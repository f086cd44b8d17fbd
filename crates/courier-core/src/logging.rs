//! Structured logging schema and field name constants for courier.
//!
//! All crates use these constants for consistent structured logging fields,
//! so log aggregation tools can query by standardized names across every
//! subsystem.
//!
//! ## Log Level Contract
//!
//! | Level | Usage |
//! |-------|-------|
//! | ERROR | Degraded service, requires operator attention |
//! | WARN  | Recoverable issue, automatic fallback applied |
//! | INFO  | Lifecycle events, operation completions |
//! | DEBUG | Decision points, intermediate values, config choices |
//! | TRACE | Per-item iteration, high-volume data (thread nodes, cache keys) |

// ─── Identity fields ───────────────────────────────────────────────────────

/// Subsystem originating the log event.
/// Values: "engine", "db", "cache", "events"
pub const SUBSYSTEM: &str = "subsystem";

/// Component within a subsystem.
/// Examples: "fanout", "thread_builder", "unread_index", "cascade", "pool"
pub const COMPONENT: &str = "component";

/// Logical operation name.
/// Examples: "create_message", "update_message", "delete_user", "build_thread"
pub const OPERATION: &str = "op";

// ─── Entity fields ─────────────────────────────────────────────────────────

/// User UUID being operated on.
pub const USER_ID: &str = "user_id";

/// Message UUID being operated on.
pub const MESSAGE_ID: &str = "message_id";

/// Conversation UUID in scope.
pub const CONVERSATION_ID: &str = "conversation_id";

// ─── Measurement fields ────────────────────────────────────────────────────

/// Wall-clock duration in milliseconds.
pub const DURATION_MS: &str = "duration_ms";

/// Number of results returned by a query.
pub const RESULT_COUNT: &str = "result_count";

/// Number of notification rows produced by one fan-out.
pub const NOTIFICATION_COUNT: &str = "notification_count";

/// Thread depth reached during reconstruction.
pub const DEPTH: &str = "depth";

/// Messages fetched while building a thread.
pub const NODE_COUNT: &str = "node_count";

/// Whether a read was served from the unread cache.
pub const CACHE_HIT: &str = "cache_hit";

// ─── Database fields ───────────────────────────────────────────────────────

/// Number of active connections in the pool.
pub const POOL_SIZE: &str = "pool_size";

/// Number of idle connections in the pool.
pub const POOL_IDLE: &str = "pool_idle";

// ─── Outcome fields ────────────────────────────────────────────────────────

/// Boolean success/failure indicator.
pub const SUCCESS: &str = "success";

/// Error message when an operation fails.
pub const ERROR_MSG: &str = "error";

----------

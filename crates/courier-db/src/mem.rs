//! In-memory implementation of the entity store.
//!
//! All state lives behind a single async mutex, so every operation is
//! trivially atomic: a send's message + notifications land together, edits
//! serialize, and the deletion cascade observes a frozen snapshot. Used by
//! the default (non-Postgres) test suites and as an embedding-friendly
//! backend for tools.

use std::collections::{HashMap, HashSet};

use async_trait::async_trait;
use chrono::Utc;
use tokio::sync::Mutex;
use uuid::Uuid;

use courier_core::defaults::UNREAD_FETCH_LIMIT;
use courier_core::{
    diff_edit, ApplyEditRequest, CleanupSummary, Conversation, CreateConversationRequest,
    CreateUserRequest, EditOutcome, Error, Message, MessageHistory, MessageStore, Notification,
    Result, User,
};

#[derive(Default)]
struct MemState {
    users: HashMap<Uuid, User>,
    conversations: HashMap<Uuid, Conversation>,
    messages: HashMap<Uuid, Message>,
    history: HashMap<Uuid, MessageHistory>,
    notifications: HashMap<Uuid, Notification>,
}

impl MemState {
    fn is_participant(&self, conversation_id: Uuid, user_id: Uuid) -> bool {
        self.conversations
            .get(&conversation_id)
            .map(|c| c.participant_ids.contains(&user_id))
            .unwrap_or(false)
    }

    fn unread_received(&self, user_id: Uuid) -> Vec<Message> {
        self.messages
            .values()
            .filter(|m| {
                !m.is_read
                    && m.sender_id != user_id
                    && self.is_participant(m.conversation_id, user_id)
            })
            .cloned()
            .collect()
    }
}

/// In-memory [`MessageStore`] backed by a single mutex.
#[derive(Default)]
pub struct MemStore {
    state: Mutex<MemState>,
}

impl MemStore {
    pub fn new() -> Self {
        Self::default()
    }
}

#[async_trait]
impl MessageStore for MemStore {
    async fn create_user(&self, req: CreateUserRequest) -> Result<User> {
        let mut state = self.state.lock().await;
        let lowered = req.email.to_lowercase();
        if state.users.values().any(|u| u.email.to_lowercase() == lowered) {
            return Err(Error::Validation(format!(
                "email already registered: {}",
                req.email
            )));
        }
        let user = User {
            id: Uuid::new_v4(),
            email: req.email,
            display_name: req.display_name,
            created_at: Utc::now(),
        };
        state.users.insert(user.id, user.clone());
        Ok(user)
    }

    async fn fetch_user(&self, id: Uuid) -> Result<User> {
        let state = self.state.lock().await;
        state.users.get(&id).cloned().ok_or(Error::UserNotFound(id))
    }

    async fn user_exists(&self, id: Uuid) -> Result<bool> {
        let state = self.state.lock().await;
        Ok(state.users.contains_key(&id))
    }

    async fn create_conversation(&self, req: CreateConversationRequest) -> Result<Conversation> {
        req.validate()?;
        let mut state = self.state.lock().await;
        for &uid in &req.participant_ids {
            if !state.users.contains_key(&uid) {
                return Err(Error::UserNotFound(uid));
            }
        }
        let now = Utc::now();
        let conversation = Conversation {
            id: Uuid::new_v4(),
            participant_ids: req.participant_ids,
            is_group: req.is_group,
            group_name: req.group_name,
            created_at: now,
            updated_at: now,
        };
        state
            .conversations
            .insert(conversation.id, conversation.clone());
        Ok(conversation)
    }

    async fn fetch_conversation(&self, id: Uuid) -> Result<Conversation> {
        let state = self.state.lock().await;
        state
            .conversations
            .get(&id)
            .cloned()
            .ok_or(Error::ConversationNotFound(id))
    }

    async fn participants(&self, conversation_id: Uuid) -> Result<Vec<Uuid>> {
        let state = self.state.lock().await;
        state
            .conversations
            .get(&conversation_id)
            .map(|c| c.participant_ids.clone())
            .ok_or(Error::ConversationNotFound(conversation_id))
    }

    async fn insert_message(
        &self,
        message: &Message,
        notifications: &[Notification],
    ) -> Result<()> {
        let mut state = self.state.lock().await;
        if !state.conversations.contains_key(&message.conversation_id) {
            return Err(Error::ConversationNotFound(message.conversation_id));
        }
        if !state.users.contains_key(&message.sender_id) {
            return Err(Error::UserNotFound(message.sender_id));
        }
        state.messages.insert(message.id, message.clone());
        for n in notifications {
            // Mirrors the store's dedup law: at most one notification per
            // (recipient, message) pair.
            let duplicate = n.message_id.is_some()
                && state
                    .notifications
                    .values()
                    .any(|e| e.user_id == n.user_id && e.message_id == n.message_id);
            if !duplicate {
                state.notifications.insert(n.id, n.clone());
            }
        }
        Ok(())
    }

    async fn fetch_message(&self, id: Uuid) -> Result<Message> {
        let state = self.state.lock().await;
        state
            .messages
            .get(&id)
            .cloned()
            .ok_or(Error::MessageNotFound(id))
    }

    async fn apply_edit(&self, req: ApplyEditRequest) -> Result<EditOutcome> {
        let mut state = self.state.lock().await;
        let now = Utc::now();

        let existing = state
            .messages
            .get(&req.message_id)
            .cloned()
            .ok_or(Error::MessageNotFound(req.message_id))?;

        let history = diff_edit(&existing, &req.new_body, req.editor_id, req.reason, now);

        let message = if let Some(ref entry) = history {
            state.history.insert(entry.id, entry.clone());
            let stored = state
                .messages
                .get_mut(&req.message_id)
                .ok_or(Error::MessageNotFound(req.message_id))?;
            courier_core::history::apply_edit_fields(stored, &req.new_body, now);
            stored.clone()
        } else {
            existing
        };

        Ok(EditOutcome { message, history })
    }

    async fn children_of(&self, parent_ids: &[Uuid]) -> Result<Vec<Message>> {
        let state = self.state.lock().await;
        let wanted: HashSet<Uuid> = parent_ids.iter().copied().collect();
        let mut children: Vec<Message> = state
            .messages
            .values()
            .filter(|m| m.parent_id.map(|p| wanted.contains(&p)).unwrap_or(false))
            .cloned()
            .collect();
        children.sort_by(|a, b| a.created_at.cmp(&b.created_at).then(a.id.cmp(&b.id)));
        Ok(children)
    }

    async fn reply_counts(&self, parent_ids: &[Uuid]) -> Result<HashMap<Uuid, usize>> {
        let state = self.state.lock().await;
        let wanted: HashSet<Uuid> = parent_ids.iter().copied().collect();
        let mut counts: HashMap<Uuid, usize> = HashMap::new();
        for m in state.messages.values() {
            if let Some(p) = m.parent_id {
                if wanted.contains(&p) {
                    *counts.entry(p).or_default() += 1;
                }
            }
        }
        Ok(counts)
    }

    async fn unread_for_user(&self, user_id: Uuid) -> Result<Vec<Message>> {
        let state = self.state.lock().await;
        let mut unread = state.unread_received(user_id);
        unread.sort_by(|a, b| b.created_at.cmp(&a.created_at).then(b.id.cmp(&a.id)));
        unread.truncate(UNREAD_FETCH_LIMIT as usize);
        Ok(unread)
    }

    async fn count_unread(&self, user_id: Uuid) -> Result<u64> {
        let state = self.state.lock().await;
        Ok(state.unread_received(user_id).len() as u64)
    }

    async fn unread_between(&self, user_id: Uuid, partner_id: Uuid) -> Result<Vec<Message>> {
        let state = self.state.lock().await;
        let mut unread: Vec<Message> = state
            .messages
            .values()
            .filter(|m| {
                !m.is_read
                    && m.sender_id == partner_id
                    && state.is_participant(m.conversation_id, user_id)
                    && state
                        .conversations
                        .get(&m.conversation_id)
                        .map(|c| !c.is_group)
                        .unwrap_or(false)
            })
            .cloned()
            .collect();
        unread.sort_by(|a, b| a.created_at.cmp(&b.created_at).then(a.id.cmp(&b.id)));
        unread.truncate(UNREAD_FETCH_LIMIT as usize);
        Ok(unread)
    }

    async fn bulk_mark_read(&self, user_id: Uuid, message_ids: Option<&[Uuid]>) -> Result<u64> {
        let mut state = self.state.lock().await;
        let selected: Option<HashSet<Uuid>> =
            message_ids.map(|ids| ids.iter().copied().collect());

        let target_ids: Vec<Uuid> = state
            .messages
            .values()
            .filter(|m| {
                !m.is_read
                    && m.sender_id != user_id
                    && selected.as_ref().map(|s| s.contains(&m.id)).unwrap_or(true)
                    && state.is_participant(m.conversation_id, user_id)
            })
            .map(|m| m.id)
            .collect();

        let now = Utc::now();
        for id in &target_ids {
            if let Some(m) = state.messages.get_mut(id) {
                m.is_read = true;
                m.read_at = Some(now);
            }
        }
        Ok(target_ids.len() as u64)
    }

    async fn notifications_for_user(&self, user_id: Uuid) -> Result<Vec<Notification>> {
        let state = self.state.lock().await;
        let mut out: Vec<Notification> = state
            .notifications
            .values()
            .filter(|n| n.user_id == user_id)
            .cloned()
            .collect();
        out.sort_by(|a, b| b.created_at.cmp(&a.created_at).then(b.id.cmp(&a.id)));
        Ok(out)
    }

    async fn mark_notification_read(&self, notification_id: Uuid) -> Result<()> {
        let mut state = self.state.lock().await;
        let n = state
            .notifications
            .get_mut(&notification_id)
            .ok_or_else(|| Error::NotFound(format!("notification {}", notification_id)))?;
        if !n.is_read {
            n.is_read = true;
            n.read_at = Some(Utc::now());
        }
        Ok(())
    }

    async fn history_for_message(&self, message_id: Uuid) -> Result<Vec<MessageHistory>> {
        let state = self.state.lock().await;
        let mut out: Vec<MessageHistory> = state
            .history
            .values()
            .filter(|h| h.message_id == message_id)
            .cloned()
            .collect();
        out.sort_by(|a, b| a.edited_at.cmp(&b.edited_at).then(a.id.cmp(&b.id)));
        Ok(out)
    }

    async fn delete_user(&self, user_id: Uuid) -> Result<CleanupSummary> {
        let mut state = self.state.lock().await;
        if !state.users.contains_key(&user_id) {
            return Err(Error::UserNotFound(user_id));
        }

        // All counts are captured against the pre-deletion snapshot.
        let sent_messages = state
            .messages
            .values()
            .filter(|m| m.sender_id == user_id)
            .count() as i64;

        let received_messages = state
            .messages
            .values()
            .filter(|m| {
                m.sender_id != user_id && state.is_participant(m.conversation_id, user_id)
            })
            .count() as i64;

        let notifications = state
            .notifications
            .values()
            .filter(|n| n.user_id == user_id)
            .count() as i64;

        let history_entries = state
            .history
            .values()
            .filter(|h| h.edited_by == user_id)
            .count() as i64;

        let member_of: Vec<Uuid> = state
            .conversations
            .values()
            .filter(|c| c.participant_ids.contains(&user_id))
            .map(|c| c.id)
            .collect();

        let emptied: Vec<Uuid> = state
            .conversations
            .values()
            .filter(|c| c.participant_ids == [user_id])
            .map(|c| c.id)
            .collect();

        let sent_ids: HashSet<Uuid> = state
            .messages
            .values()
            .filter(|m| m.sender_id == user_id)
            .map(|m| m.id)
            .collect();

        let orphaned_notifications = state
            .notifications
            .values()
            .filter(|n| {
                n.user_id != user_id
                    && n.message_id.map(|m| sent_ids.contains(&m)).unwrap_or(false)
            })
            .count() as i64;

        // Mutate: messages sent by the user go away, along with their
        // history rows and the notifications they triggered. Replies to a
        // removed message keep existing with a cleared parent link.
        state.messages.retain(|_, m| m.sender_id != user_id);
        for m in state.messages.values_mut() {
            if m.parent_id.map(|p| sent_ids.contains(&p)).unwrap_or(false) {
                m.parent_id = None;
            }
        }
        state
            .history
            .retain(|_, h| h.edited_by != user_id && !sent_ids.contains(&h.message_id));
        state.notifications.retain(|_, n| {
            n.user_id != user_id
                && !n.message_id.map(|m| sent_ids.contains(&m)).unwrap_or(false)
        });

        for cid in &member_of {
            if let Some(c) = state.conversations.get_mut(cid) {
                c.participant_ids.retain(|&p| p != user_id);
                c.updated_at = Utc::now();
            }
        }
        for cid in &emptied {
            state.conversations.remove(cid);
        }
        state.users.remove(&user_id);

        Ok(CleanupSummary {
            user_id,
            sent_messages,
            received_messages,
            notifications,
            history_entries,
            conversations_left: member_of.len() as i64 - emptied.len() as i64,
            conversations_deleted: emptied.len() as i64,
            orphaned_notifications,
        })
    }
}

----------

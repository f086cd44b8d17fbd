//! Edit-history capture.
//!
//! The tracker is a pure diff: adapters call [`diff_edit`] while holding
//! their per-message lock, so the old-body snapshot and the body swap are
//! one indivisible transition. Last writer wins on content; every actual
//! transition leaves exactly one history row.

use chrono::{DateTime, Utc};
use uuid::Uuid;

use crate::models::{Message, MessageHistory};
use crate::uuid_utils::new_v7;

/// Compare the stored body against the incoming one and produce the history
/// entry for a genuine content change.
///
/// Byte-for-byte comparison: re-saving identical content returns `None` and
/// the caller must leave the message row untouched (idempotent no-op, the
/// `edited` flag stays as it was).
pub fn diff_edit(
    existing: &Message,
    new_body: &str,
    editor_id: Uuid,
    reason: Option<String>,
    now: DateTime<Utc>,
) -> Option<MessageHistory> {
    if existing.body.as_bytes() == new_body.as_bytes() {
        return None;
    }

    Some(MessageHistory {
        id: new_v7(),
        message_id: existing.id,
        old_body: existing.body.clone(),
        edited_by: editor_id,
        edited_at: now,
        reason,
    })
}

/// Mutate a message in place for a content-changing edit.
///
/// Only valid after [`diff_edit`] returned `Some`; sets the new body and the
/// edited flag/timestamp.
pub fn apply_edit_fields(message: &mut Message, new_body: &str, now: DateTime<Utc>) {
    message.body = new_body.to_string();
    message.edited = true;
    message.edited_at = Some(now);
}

----------

- EXERCISE OBJECTIVE:
Among the records above, only the lines between the line holding "let received_messages = state" and the line holding "user_id && !sent_ids.contains(&h.message_id));", inclusive, are to be output, exactly as written.

- FINAL ANSWER:
        let received_messages = state
            .messages
            .values()
            .filter(|m| {
                m.sender_id != user_id && state.is_participant(m.conversation_id, user_id)
            })
            .count() as i64;

        let notifications = state
            .notifications
            .values()
            .filter(|n| n.user_id == user_id)
            .count() as i64;

        let history_entries = state
            .history
            .values()
            .filter(|h| h.edited_by == user_id)
            .count() as i64;

        let member_of: Vec<Uuid> = state
            .conversations
            .values()
            .filter(|c| c.participant_ids.contains(&user_id))
            .map(|c| c.id)
            .collect();

        let emptied: Vec<Uuid> = state
            .conversations
            .values()
            .filter(|c| c.participant_ids == [user_id])
            .map(|c| c.id)
            .collect();

        let sent_ids: HashSet<Uuid> = state
            .messages
            .values()
            .filter(|m| m.sender_id == user_id)
            .map(|m| m.id)
            .collect();

        let orphaned_notifications = state
            .notifications
            .values()
            .filter(|n| {
                n.user_id != user_id
                    && n.message_id.map(|m| sent_ids.contains(&m)).unwrap_or(false)
            })
            .count() as i64;

        // Mutate: messages sent by the user go away, along with their
        // history rows and the notifications they triggered. Replies to a
        // removed message keep existing with a cleared parent link.
        state.messages.retain(|_, m| m.sender_id != user_id);
        for m in state.messages.values_mut() {
            if m.parent_id.map(|p| sent_ids.contains(&p)).unwrap_or(false) {
                m.parent_id = None;
            }
        }
        state
            .history
            .retain(|_, h| h.edited_by != user_id && !sent_ids.contains(&h.message_id));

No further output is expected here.